Please go through the records below and return every line holding the word "derive".

------ Material shown ------

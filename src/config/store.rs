//! Key-value configuration store
//!
//! The execution subsystem reads settings only through [`ConfigStore`], never
//! from a global. [`JsonConfigStore`] backs it with a flat JSON object on disk.

use anyhow::{Context, Result};
use serde_json::{Map, Value};
use std::collections::HashMap;
use std::path::{Path, PathBuf};
use tracing::{debug, info, instrument};

/// get / set / load / save over JSON values
pub trait ConfigStore {
    fn get(&self, key: &str) -> Option<&Value>;
    fn set(&mut self, key: &str, value: Value);
    fn load(&mut self) -> Result<()>;
    fn save(&mut self) -> Result<()>;
}

/// Store persisted as one JSON object
#[derive(Debug, Clone)]
pub struct JsonConfigStore {
    values: Map<String, Value>,
    file_path: PathBuf,
    /// Whether there are unsaved changes
    dirty: bool,
}

impl JsonConfigStore {
    pub fn with_path(path: PathBuf) -> Self {
        JsonConfigStore {
            values: Map::new(),
            file_path: path,
            dirty: false,
        }
    }

    pub fn path(&self) -> &Path {
        &self.file_path
    }

    pub fn is_dirty(&self) -> bool {
        self.dirty
    }
}

impl ConfigStore for JsonConfigStore {
    fn get(&self, key: &str) -> Option<&Value> {
        self.values.get(key)
    }

    fn set(&mut self, key: &str, value: Value) {
        if self.values.get(key) != Some(&value) {
            self.values.insert(key.to_string(), value);
            self.dirty = true;
        }
    }

    /// Missing file means an empty store
    #[instrument(name = "config_store_load", skip(self), fields(path = %self.file_path.display()))]
    fn load(&mut self) -> Result<()> {
        if !self.file_path.exists() {
            info!("Config file not found, starting empty");
            self.values.clear();
            self.dirty = false;
            return Ok(());
        }

        let content = std::fs::read_to_string(&self.file_path)
            .with_context(|| format!("Failed to read config file: {}", self.file_path.display()))?;

        let value: Value = serde_json::from_str(&content)
            .with_context(|| format!("Failed to parse config JSON: {}", self.file_path.display()))?;

        let Value::Object(values) = value else {
            anyhow::bail!(
                "Config file {} must contain a JSON object",
                self.file_path.display()
            );
        };

        info!(key_count = values.len(), "Loaded config store");
        self.values = values;
        self.dirty = false;
        Ok(())
    }

    /// Atomic write (temp file + rename); skipped when nothing changed
    #[instrument(name = "config_store_save", skip(self), fields(path = %self.file_path.display()))]
    fn save(&mut self) -> Result<()> {
        if !self.dirty {
            debug!("No changes to save");
            return Ok(());
        }

        if let Some(parent) = self.file_path.parent() {
            std::fs::create_dir_all(parent)
                .with_context(|| format!("Failed to create directory: {}", parent.display()))?;
        }

        let json = serde_json::to_string_pretty(&self.values)
            .context("Failed to serialize config store")?;

        let temp_path = self.file_path.with_extension("json.tmp");
        std::fs::write(&temp_path, &json).with_context(|| {
            format!("Failed to write temp config file: {}", temp_path.display())
        })?;
        std::fs::rename(&temp_path, &self.file_path).with_context(|| {
            format!("Failed to rename temp file to {}", self.file_path.display())
        })?;

        info!(key_count = self.values.len(), bytes = json.len(), "Saved config store (atomic)");
        self.dirty = false;
        Ok(())
    }
}

/// Non-persistent store for embedding and tests
#[derive(Debug, Clone, Default)]
pub struct MemoryConfigStore {
    values: HashMap<String, Value>,
}

impl MemoryConfigStore {
    pub fn new() -> Self {
        Self::default()
    }
}

impl ConfigStore for MemoryConfigStore {
    fn get(&self, key: &str) -> Option<&Value> {
        self.values.get(key)
    }

    fn set(&mut self, key: &str, value: Value) {
        self.values.insert(key.to_string(), value);
    }

    fn load(&mut self) -> Result<()> {
        Ok(())
    }

    fn save(&mut self) -> Result<()> {
        Ok(())
    }
}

------

* Response to the exercise:
#[derive(Debug, Clone)]
#[derive(Debug, Clone, Default)]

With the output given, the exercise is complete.